Fig. 2. Cuda Shmem, Cuda basic, and Thrust implementations speed up X times compared to sequential kmeans. “2k, 16k and 65k” means “2048, 16384 and 65536” input size. Red color is Cuda Shmem, orange color is Cuda basic and yellow color is Thrust implementation.

Analyze Why Thrust Is Compromising

  • The Thrust is the slowest parallel implementation, and it does match my expectations. (Fig. 1, left and Fig. 2.)

  • The first reason is that the advantages of Thrust are abstraction and portability, but under the hood, it has more temporary memory allocations required by the Thrust algorithm during computing than CUDA implementations. For example, in lab2, the Thrust algorithm has additional temporary memory to store the data structure to perform the “reduce_by_key” function. However, we can visually manage every memory in CUDA implementation. Thus, these additional temporary memory allocations can impact Thrust performance.
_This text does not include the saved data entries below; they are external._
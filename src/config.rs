//! Optional defaults file for the command-line surface.

use std::path::{Path, PathBuf};

use serde::Deserialize;

/// Defaults applied when `--output` is not given.
#[derive(Debug, Clone, Default, PartialEq, Eq, Deserialize)]
pub struct Defaults {
    /// Directory for the updated log; the target's directory when unset.
    #[serde(default)]
    pub output_dir: Option<PathBuf>,
    /// File name for the updated log; derived from the target when unset.
    #[serde(default)]
    pub output_file: Option<String>,
}

/// Loads defaults from a JSON file, degrading to built-ins when the file
/// is absent or malformed.
pub fn load_defaults(path: &Path) -> Defaults {
    match std::fs::read_to_string(path) {
        Ok(data) => serde_json::from_str(&data).unwrap_or_default(),
        Err(_) => Defaults::default(),
    }
}

/// Resolves the output path for an updated copy of `target`.
pub fn resolve_output(target: &Path, defaults: &Defaults) -> PathBuf {
    let file_name = defaults.output_file.clone().unwrap_or_else(|| {
        let stem = target
            .file_stem()
            .and_then(|stem| stem.to_str())
            .unwrap_or("log");
        format!("{stem} updated.adi")
    });

    match &defaults.output_dir {
        Some(dir) => dir.join(file_name),
        None => target.with_file_name(file_name),
    }
}
use gridmerge::{
    codec::{self, DecodeError},
    record::{AdifRecord, Header},
    types::{CALL, FieldName, GRIDSQUARE},
};

fn decode_records(raw: &str) -> Vec<AdifRecord> {
    codec::decode(raw).expect("decode").1
}

#[test]
fn header_is_kept_verbatim_and_markers_match_any_case() {
    let raw = "Generated by a logger\nrevision 2\n<EoH>\n\
        <CALL:5>W1ABC <eor>\n<call:5>K9XYZ <EOR>\n";

    let (header, records) = codec::decode(raw).expect("decode");
    assert_eq!(header.text, "Generated by a logger\nrevision 2\n<EoH>");
    assert_eq!(records.len(), 2);
    assert_eq!(records[0].get(CALL), Some("W1ABC"));
    assert_eq!(records[1].get(CALL), Some("K9XYZ"));
}

#[test]
fn field_names_are_case_insensitive_on_read() {
    let upper = decode_records("<eoh><NAME:3>abc <eor>");
    let lower = decode_records("<eoh><name:3>abc <eor>");
    assert_eq!(upper, lower);
    assert_eq!(upper[0].get("NAME"), Some("abc"));
}

#[test]
fn implicit_form_stops_at_next_tag_and_trims() {
    let records = decode_records("<eoh><mode>FT8  <band>20m <eor>");
    assert_eq!(records[0].get("MODE"), Some("FT8"));
    assert_eq!(records[0].get("BAND"), Some("20m"));
}

#[test]
fn explicit_length_preserves_delimiter_characters() {
    let records = decode_records("<eoh><comment:9>a <b> c<d <eor>");
    assert_eq!(records[0].get("COMMENT"), Some("a <b> c<d"));
    assert_eq!(records[0].len(), 1);
}

#[test]
fn explicit_length_counts_characters_not_bytes() {
    let records = decode_records("<eoh><name:3>\u{3b1}\u{3b2}\u{3b3} <eor>");
    assert_eq!(records[0].get("NAME"), Some("\u{3b1}\u{3b2}\u{3b3}"));
}

#[test]
fn duplicate_name_keeps_last_value() {
    let records = decode_records("<eoh><call:5>W1ABC <CALL:5>K9XYZ <eor>");
    assert_eq!(records[0].get(CALL), Some("K9XYZ"));
    assert_eq!(records[0].len(), 1);
}

#[test]
fn zero_length_value_is_present_and_empty() {
    let records = decode_records("<eoh><gridsquare:0> <call:5>W1ABC <eor>");
    assert_eq!(records[0].get(GRIDSQUARE), Some(""));
    assert!(records[0].contains(GRIDSQUARE));
}

#[test]
fn blank_and_tagless_segments_are_dropped() {
    let records = decode_records("<eoh> stray text <eor>\n\n<eor> <call:5>W1ABC <eor>\n");
    assert_eq!(records.len(), 1);
    assert_eq!(records[0].get(CALL), Some("W1ABC"));
}

#[test]
fn missing_header_terminator_is_fatal() {
    assert_eq!(
        codec::decode("<call:5>W1ABC <eor>"),
        Err(DecodeError::MissingHeaderTerminator)
    );
}

#[test]
fn unterminated_tag_is_fatal() {
    let err = codec::decode("<eoh><call:5>W1ABC <qso").expect_err("must fail");
    assert!(matches!(err, DecodeError::UnterminatedTag { .. }));
}

#[test]
fn length_past_end_of_segment_is_fatal() {
    let err = codec::decode("<eoh><call:10>W1ABC<eor>").expect_err("must fail");
    assert_eq!(
        err,
        DecodeError::LengthOutOfBounds {
            name: FieldName::canonical("call"),
            length: 10,
        }
    );
}

#[test]
fn non_decimal_length_is_fatal() {
    let err = codec::decode("<eoh><call:abc>W1ABC <eor>").expect_err("must fail");
    assert!(matches!(err, DecodeError::BadLength { .. }));

    // The three-part type-annotated tag form is out of scope.
    let err = codec::decode("<eoh><call:5:s>W1ABC <eor>").expect_err("must fail");
    assert!(matches!(err, DecodeError::BadLength { .. }));
}

#[test]
fn next_tag_reports_position_past_closing_bracket() {
    let text = "xx<call:5>W1ABC";
    let (tag, after) = codec::next_tag(text, 0).expect("scan").expect("tag");
    assert_eq!(tag.name, FieldName::canonical("CALL"));
    assert_eq!(tag.length, Some(5));
    assert_eq!(&text[after..], "W1ABC");

    assert_eq!(codec::next_tag(text, after).expect("scan"), None);
}

#[test]
fn encode_emits_lowercase_length_prefixed_fields() {
    let mut record = AdifRecord::new();
    record.set(FieldName::canonical("CALL"), "W1ABC");
    record.set(FieldName::canonical("GRIDSQUARE"), "");

    assert_eq!(
        codec::encode_record(&record),
        "<call:5>W1ABC <gridsquare:0> <eor>"
    );
}

#[test]
fn encode_joins_header_and_records_with_newlines() {
    let mut record = AdifRecord::new();
    record.set(FieldName::canonical("call"), "W1ABC");

    let header = Header {
        text: "log\n<eoh>".to_string(),
    };
    let text = codec::encode(&header, std::slice::from_ref(&record));
    assert_eq!(text, "log\n<eoh>\n<call:5>W1ABC <eor>\n");
}
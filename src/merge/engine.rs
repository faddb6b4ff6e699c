use std::fmt;

use hashbrown::{HashMap, HashSet};

use crate::record::AdifRecord;
use crate::types::{CALL, FieldName, GRIDSQUARE, OPERATOR, QSO_DATE, TIME_ON, TX_PWR};

use super::key::ContactKey;

/// Field names that must appear somewhere in each input file.
pub const REQUIRED_FIELDS: [&str; 4] = [CALL, QSO_DATE, TIME_ON, GRIDSQUARE];

/// Default optional enrichment fields copied when the source value is
/// non-empty.
pub const DEFAULT_OPTIONAL_FIELDS: [&str; 2] = [TX_PWR, OPERATOR];

/// One or more required field names never observed across a file's records.
#[derive(Debug, Clone, PartialEq, Eq)]
pub struct MissingColumns {
    /// Required names absent from the whole file.
    pub missing: Vec<String>,
}

impl fmt::Display for MissingColumns {
    fn fmt(&self, f: &mut fmt::Formatter<'_>) -> fmt::Result {
        write!(f, "missing required columns: {}", self.missing.join(", "))
    }
}

impl std::error::Error for MissingColumns {}

/// Field-precedence knobs for the merge pass.
#[derive(Debug, Clone)]
pub struct MergePolicy {
    /// Locator precision kept when copying grid squares.
    pub grid_chars: usize,
    /// Fields copied from the source log when the source value is non-empty.
    pub optional_fields: Vec<FieldName>,
}

impl Default for MergePolicy {
    fn default() -> Self {
        Self {
            grid_chars: 4,
            optional_fields: DEFAULT_OPTIONAL_FIELDS
                .iter()
                .copied()
                .map(FieldName::canonical)
                .collect(),
        }
    }
}

/// Result of one merge pass.
#[derive(Debug, Clone, PartialEq, Eq)]
pub struct MergeOutcome {
    /// One output record per target record, in target order.
    pub records: Vec<AdifRecord>,
    /// Target records that matched a source record.
    pub matched: usize,
}

/// Checks that every name in `required` is carried by at least one record.
///
/// This is a whole-file check: the names may be spread across different
/// records. It runs as a pre-pass before any merge work.
pub fn validate_required_columns(
    records: &[AdifRecord],
    required: &[&str],
) -> Result<(), MissingColumns> {
    let mut seen: HashSet<&str> = HashSet::new();
    for record in records {
        for name in record.field_names() {
            seen.insert(name.as_str());
        }
    }

    let missing: Vec<String> = required
        .iter()
        .copied()
        .filter(|name| !seen.contains(name))
        .map(String::from)
        .collect();

    if missing.is_empty() {
        Ok(())
    } else {
        Err(MissingColumns { missing })
    }
}

/// Joins `target` against `source` on [`ContactKey`] and applies the
/// field-precedence policy.
///
/// The source set is indexed once with first-occurrence-wins semantics;
/// each target record is then looked up in a single pass. Unmatched
/// records pass through unchanged. Decoder output is never mutated; every
/// output record is freshly constructed.
pub fn merge(source: &[AdifRecord], target: &[AdifRecord], policy: &MergePolicy) -> MergeOutcome {
    let mut by_key: HashMap<ContactKey, &AdifRecord> = HashMap::with_capacity(source.len());
    for record in source {
        if let Some(key) = ContactKey::of(record) {
            by_key.entry(key).or_insert(record);
        }
    }

    let mut records = Vec::with_capacity(target.len());
    let mut matched = 0usize;
    for original in target {
        let mut record = original.clone();
        let hit = ContactKey::of(original).and_then(|key| by_key.get(&key).copied());
        if let Some(enrichment) = hit {
            matched += 1;
            apply_enrichment(&mut record, enrichment, policy);
        }
        records.push(record);
    }

    MergeOutcome { records, matched }
}

/// Copies enrichment fields from `enrichment` into `record`.
///
/// A grid square overrides truncated to `policy.grid_chars`; optional
/// fields override verbatim. An empty source value carries no information
/// and never erases the target's own value.
fn apply_enrichment(record: &mut AdifRecord, enrichment: &AdifRecord, policy: &MergePolicy) {
    if let Some(grid) = enrichment.get(GRIDSQUARE).filter(|v| !v.is_empty()) {
        record.set(
            FieldName::canonical(GRIDSQUARE),
            truncate_chars(grid, policy.grid_chars),
        );
    }

    for field in &policy.optional_fields {
        if let Some(value) = enrichment.get(field.as_str()).filter(|v| !v.is_empty()) {
            record.set(field.clone(), value);
        }
    }
}

fn truncate_chars(s: &str, count: usize) -> String {
    s.chars().take(count).collect()
}
//! ADIF tag-length-value codec.

/// Tag scanner and record decoder.
pub mod decode;
/// Tagged text serialization.
pub mod encode;

pub use decode::{DecodeError, Tag, decode, next_tag};
pub use encode::{encode, encode_record};

/// End-of-header marker token, matched case-insensitively on read.
pub const EOH: &str = "<eoh>";
/// End-of-record marker token, matched case-insensitively on read.
pub const EOR: &str = "<eor>";
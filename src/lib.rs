//! ADIF contact-log enrichment: a tag-length-value codec plus a
//! key-matched record merge.
//!
//! Two independently produced amateur-radio logs are joined on the
//! (CALL, QSO_DATE, TIME_ON) triple; grid squares and selected station
//! metadata from the source log are copied into the target log, which is
//! then re-serialized in the same tagged wire format.
//!
//! # Examples
//!
//! ```
//! use gridmerge::{merge::engine::MergePolicy, pipeline};
//!
//! let grids = "Grids export\n<eoh>\n\
//!     <call:5>W1ABC <qso_date:8>20240101 <time_on:4>1200 <gridsquare:6>FN42ab <eor>\n";
//! let target = "WSJT-X ADIF Export\n<eoh>\n\
//!     <call:5>W1ABC <qso_date:8>20240101 <time_on:4>1200 <gridsquare:4>FN00 <eor>\n";
//!
//! let (updated, report) =
//!     pipeline::enrich(grids, target, &MergePolicy::default()).expect("enrich");
//! assert!(updated.contains("<gridsquare:4>FN42"));
//! assert_eq!(report.qsos_processed, 1);
//! assert_eq!(report.qsos_matched, 1);
//! ```
//!
//! Decoding alone:
//!
//! ```
//! use gridmerge::{codec, types::CALL};
//!
//! let raw = "note\n<EOH>\n<CALL:5>W1ABC <Mode>FT8 <eor>\n";
//! let (header, records) = codec::decode(raw).expect("decode");
//! assert_eq!(header.text, "note\n<EOH>");
//! assert_eq!(records[0].get(CALL), Some("W1ABC"));
//! assert_eq!(records[0].get("MODE"), Some("FT8"));
//! ```
#![deny(missing_docs)]

/// ADIF tag-length-value codec.
pub mod codec;
/// Defaults file for the command-line surface.
pub mod config;
/// Record matching and field-precedence merge.
pub mod merge;
/// Whole-file log access.
pub mod persist;
/// End-to-end enrichment pass and run reporting.
pub mod pipeline;
/// Header and ordered-record domain values.
pub mod record;
/// Field-name primitives and well-known field names.
pub mod types;
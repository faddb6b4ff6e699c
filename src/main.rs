use std::path::PathBuf;

use clap::Parser;
use tracing::debug;

use gridmerge::{config, merge::engine::MergePolicy, persist, pipeline};

#[derive(Parser)]
#[command(
    name = "gridmerge",
    about = "Enrich a WSJT-X ADIF log with grid squares from a second log",
    version
)]
struct Cli {
    /// ADIF log carrying grid squares (enrichment source)
    grids: PathBuf,

    /// ADIF log to update
    target: PathBuf,

    /// Destination for the updated log
    #[arg(short, long)]
    output: Option<PathBuf>,

    /// JSON defaults file used to resolve the output path
    #[arg(long)]
    config: Option<PathBuf>,

    /// Run summary format
    #[arg(long, default_value = "text")]
    format: OutputFormat,
}

#[derive(Clone, Copy, Debug, clap::ValueEnum)]
enum OutputFormat {
    Text,
    Json,
}

fn main() -> anyhow::Result<()> {
    tracing_subscriber::fmt::init();
    let cli = Cli::parse();

    let defaults = cli
        .config
        .as_deref()
        .map(config::load_defaults)
        .unwrap_or_default();
    let output = cli
        .output
        .clone()
        .unwrap_or_else(|| config::resolve_output(&cli.target, &defaults));
    debug!(output = %output.display(), "resolved output path");

    let grids_text = persist::read_log(&cli.grids)?;
    let target_text = persist::read_log(&cli.target)?;

    let (updated, report) = pipeline::enrich(&grids_text, &target_text, &MergePolicy::default())?;
    persist::write_log(&output, &updated)?;
    debug!(
        matched = report.qsos_matched,
        processed = report.qsos_processed,
        "merge complete"
    );

    match cli.format {
        OutputFormat::Text => {
            println!(
                "Done. Total number of QSOs processed: {}",
                report.qsos_processed
            );
        }
        OutputFormat::Json => println!("{}", serde_json::to_string_pretty(&report)?),
    }

    Ok(())
}
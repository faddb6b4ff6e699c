//! Contact matching and field-precedence merge between two decoded logs.

/// Required-column validation and the enrichment merge pass.
pub mod engine;
/// Composite contact identity key.
pub mod key;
  • The second reason is that Thrust cannot make use of shared memory or constant memory in GPU, both two kinds of memories have almost register speed. The Thrust only can make use of global GPU memory and transfer data to computing units through L1 memory to register.

cuda kmeans 3

Fig. 3. The fraction of the end-to-end runtime in CUDA versions(Shared Memory and Basic) is spent in data transfer.

Analyze the Fraction of the End-to-End Runtime of CUDA Implementations Spent in Data Transfer

  • For both CUDA versions (Shared Memory and Basic), the fraction is decreased with the increasing input data size. This indicates that the impact of the overhead of transferring data is decreasing with the increase of input size. (Fig. 3.)

  • For CUDA Shared Memory has slightly more overhead on transferring data than CUDA basic, because to use shared memory in GPU, it must transfer data from device to shared memory whereas the CUDA Basic only has overhead on transferring data between host and device, it doesn’t need shared memory.